━━━━━ AVAILABLE DATA ━━━━━

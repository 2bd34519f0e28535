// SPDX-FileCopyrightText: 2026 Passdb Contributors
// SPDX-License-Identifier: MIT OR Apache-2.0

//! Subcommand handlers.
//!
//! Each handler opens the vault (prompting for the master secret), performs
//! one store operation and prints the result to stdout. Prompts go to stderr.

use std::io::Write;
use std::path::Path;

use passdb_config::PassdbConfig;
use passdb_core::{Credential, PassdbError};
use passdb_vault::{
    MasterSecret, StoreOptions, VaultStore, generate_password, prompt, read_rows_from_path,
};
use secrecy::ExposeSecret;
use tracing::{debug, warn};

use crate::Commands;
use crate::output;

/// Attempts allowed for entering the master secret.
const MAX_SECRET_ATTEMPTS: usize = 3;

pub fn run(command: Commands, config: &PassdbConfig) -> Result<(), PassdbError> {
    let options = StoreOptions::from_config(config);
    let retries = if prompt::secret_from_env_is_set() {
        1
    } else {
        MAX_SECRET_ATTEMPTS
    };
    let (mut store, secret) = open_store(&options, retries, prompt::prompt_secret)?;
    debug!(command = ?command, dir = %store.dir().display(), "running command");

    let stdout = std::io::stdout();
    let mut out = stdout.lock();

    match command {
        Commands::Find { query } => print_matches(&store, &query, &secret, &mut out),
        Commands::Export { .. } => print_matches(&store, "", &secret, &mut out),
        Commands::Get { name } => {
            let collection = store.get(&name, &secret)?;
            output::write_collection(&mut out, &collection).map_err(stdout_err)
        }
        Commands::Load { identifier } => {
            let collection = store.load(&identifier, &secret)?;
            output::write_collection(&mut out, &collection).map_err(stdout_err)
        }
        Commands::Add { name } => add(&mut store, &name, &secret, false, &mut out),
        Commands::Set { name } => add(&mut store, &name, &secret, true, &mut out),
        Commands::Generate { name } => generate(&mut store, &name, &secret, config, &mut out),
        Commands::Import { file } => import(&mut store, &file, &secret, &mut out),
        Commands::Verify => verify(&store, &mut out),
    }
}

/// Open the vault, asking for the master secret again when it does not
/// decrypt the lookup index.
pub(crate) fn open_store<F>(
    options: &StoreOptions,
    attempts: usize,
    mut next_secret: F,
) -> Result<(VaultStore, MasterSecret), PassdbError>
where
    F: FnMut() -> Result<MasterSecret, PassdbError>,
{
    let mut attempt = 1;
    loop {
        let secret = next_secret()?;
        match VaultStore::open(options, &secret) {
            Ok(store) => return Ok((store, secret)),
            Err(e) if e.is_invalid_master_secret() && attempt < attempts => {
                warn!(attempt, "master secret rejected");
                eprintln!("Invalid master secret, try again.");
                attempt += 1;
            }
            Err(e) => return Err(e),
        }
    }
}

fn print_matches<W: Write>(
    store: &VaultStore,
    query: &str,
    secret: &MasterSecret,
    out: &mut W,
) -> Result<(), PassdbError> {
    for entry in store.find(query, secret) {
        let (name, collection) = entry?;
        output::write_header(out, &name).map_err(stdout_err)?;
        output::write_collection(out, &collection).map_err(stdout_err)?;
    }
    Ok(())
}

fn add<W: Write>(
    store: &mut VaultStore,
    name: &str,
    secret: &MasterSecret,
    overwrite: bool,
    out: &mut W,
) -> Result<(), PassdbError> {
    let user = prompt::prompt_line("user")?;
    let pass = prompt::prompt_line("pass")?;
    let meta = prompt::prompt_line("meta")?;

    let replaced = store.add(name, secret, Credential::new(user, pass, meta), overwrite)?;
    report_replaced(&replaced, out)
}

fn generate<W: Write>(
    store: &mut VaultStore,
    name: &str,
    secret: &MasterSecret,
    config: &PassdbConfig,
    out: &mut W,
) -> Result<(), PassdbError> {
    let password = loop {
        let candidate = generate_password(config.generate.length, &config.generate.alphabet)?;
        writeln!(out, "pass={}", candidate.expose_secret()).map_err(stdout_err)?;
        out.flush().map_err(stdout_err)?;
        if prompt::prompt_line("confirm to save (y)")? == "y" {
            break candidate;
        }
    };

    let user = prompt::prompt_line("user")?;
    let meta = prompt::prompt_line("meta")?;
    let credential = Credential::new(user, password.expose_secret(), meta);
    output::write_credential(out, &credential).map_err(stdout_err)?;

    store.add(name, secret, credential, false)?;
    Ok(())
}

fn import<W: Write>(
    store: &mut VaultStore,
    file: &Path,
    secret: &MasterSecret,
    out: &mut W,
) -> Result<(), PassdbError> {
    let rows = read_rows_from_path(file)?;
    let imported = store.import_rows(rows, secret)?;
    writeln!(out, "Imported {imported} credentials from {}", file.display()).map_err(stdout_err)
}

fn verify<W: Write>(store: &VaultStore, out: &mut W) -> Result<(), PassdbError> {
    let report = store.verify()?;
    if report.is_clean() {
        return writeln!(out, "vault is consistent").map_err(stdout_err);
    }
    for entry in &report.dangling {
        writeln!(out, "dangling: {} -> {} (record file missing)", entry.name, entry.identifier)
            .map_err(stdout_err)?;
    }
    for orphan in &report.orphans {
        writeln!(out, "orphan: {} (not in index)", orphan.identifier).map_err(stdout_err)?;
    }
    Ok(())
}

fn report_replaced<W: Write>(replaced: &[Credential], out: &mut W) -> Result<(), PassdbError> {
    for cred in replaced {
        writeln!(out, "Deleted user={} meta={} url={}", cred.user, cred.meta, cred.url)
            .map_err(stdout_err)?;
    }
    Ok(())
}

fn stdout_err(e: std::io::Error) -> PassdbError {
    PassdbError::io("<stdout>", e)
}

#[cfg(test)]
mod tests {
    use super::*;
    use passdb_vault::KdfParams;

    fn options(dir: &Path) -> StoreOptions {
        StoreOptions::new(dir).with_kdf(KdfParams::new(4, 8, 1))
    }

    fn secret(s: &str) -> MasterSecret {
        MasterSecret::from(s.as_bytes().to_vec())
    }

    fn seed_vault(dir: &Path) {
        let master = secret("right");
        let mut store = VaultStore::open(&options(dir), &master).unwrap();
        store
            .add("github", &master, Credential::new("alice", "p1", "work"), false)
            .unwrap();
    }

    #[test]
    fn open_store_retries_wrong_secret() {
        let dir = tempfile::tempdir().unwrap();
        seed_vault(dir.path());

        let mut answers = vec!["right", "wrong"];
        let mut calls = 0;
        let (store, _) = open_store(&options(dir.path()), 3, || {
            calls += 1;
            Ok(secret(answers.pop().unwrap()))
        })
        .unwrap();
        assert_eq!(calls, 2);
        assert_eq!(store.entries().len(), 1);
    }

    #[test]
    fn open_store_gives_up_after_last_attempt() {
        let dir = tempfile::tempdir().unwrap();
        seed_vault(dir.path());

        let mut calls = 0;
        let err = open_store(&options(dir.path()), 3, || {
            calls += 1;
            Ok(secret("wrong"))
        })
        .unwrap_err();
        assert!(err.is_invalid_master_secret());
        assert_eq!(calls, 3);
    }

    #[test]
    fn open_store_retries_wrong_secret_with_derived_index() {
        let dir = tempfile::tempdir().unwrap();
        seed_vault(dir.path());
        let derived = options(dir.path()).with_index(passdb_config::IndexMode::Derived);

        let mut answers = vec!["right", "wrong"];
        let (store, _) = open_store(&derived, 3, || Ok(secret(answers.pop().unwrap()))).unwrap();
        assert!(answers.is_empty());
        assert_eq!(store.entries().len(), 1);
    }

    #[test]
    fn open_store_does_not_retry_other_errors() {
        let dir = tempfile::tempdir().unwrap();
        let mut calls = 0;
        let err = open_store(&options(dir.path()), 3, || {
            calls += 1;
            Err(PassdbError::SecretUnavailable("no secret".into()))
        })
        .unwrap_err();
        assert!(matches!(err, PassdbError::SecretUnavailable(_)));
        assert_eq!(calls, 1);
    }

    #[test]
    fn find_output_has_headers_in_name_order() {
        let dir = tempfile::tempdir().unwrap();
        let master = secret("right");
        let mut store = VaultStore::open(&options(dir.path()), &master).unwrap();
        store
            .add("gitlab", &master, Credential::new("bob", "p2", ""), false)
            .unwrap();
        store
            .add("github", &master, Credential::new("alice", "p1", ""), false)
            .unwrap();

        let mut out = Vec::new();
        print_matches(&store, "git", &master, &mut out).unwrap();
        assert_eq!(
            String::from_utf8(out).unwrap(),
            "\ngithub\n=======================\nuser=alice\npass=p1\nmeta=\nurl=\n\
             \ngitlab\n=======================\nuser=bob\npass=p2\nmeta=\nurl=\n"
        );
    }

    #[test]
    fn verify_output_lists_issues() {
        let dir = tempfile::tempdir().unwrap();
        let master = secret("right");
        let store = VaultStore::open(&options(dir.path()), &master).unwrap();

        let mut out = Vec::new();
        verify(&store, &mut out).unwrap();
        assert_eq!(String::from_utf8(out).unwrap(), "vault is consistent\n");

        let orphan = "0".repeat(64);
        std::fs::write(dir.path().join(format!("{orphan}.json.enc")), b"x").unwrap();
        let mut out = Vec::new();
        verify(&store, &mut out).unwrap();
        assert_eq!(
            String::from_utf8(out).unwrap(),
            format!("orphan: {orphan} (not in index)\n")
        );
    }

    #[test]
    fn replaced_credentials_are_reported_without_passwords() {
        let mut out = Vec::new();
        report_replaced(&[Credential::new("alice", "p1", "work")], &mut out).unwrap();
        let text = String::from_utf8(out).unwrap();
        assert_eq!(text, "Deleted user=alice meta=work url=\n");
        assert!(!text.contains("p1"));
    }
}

━━━━━
━━━━━ AVAILABLE DATA ━━━━━

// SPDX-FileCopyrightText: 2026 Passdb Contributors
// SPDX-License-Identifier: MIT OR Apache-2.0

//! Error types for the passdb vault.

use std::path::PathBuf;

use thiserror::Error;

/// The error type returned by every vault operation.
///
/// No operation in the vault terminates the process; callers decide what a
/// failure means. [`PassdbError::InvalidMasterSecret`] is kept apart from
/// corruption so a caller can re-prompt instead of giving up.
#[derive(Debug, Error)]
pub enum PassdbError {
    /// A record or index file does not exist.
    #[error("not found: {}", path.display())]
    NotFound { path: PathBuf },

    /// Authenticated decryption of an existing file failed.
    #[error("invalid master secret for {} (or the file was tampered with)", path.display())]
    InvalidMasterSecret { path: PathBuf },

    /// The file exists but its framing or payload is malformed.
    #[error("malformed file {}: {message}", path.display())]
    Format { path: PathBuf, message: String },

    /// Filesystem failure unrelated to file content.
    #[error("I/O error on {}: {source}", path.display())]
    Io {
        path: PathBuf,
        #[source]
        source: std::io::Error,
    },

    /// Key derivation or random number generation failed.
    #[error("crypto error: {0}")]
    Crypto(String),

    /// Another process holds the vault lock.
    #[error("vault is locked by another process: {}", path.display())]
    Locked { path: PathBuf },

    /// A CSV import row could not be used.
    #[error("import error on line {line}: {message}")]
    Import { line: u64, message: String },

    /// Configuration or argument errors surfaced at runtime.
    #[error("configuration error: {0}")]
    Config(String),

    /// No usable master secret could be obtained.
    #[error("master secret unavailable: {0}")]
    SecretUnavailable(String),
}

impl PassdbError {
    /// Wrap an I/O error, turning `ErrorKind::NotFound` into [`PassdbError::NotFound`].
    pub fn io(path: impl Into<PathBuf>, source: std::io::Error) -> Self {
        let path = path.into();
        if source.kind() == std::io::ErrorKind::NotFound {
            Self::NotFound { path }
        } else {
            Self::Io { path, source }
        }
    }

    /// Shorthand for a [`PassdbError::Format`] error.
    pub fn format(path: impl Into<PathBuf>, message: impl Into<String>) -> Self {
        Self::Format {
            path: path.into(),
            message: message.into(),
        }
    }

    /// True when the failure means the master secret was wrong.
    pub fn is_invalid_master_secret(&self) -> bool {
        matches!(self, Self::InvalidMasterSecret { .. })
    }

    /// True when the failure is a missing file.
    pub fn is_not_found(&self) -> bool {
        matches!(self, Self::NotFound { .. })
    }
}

━━━━━
━━━━━ AVAILABLE DATA ━━━━━

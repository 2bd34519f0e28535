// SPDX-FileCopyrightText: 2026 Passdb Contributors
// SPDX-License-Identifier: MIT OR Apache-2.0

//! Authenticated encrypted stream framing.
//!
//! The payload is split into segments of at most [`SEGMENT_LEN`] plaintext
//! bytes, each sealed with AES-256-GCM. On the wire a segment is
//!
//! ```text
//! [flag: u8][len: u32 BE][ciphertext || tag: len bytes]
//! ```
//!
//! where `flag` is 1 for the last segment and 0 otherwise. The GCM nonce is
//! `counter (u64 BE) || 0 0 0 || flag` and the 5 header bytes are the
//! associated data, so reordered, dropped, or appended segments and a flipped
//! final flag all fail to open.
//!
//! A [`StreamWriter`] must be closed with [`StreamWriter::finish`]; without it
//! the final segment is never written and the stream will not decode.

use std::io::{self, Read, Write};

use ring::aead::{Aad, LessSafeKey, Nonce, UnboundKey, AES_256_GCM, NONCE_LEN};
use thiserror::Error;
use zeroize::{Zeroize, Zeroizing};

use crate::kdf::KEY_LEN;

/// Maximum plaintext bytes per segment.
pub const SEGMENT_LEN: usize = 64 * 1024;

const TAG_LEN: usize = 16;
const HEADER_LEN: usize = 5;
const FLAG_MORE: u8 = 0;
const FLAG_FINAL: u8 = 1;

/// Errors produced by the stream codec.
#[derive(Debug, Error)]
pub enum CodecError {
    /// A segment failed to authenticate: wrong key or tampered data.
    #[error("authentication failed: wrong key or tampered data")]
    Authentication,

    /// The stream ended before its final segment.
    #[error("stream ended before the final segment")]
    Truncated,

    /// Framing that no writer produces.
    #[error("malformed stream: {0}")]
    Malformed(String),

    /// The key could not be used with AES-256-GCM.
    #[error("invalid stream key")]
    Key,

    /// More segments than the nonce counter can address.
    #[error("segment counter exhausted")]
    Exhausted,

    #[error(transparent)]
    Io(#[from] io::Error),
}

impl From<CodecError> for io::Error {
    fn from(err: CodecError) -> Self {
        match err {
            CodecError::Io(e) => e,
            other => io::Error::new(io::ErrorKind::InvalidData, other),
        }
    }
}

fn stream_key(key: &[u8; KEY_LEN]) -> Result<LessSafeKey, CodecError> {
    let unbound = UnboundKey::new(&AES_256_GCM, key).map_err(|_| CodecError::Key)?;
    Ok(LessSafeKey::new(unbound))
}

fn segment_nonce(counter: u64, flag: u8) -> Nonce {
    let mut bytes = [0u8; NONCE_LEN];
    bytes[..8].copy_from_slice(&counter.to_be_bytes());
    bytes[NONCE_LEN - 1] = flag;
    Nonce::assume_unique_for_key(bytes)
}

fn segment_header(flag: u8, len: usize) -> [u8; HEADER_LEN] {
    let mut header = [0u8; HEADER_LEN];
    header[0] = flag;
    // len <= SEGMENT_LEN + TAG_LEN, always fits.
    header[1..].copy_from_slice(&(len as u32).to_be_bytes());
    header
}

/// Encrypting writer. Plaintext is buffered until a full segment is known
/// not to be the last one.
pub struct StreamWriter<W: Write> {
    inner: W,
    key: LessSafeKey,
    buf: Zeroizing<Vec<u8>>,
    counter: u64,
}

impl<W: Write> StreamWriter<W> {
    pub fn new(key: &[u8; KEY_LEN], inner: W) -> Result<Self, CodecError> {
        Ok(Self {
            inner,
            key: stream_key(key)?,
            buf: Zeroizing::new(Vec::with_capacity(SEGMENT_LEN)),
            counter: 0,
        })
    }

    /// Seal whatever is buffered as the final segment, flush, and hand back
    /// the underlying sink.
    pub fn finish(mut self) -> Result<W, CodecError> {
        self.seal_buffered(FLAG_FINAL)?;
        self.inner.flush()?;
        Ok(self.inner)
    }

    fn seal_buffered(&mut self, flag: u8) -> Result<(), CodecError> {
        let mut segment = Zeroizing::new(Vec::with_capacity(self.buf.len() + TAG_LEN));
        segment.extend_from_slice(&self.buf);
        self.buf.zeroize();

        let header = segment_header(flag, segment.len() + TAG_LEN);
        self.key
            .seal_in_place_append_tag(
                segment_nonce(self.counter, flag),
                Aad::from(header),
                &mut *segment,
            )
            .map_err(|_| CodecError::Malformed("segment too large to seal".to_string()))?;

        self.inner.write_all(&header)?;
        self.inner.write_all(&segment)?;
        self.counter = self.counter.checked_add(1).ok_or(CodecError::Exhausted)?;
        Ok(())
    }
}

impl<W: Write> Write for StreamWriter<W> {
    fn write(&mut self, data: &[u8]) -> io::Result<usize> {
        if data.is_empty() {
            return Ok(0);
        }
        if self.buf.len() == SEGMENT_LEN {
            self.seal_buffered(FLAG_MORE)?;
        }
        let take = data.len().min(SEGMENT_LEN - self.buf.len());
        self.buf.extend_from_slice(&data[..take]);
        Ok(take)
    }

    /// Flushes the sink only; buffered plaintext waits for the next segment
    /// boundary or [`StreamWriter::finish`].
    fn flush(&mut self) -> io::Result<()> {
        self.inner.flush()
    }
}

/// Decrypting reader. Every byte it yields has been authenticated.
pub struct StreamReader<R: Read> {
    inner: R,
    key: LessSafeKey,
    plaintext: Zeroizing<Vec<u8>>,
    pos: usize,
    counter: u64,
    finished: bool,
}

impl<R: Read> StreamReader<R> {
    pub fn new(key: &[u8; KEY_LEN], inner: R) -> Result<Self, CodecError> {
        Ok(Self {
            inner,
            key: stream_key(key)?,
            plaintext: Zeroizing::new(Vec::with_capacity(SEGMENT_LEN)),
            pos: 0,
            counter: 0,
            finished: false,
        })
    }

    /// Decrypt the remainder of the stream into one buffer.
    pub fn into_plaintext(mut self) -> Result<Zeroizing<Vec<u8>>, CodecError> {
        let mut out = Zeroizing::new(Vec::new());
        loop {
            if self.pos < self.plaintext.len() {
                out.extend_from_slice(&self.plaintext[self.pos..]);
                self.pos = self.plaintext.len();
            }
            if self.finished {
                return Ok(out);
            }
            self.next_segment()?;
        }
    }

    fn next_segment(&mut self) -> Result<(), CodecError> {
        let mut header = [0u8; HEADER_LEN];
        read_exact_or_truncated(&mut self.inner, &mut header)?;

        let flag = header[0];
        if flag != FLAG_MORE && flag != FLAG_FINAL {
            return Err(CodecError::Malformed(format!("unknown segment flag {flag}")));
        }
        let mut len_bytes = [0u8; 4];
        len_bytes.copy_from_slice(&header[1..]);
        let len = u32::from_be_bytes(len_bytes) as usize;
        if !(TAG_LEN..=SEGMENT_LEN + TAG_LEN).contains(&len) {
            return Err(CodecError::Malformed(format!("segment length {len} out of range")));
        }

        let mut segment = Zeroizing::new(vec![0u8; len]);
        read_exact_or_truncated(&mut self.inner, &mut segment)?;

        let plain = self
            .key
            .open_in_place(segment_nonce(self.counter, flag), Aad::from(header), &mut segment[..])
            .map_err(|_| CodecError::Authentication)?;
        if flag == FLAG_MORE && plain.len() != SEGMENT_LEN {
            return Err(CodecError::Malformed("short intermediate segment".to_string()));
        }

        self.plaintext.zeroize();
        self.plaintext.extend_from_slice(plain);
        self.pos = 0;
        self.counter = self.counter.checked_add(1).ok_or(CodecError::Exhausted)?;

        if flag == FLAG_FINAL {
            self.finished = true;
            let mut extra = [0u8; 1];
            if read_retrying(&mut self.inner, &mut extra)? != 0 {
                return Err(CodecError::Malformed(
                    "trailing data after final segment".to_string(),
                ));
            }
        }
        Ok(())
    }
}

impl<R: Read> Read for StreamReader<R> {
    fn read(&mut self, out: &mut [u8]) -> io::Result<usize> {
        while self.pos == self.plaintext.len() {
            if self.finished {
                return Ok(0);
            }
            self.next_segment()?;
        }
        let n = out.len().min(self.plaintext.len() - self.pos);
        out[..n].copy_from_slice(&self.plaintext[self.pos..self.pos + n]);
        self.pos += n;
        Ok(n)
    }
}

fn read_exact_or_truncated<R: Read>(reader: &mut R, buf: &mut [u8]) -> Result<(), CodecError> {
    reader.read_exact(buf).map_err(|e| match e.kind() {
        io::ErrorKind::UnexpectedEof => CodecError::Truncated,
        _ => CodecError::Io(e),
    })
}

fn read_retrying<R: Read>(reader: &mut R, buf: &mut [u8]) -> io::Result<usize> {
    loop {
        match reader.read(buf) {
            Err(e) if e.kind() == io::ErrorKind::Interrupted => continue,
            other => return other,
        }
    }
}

━━━━━

**WHAT THE TASK REQUIRES**
Only the lines above starting with the one with "fn flush(&mut self)" and going through the one with "if self.pos <" are to be copied, word for word and with both ends kept.

**WRITTEN ANSWER**
    fn flush(&mut self) -> io::Result<()> {
        self.inner.flush()
    }
}

/// Decrypting reader. Every byte it yields has been authenticated.
pub struct StreamReader<R: Read> {
    inner: R,
    key: LessSafeKey,
    plaintext: Zeroizing<Vec<u8>>,
    pos: usize,
    counter: u64,
    finished: bool,
}

impl<R: Read> StreamReader<R> {
    pub fn new(key: &[u8; KEY_LEN], inner: R) -> Result<Self, CodecError> {
        Ok(Self {
            inner,
            key: stream_key(key)?,
            plaintext: Zeroizing::new(Vec::with_capacity(SEGMENT_LEN)),
            pos: 0,
            counter: 0,
            finished: false,
        })
    }

    /// Decrypt the remainder of the stream into one buffer.
    pub fn into_plaintext(mut self) -> Result<Zeroizing<Vec<u8>>, CodecError> {
        let mut out = Zeroizing::new(Vec::new());
        loop {
            if self.pos < self.plaintext.len() {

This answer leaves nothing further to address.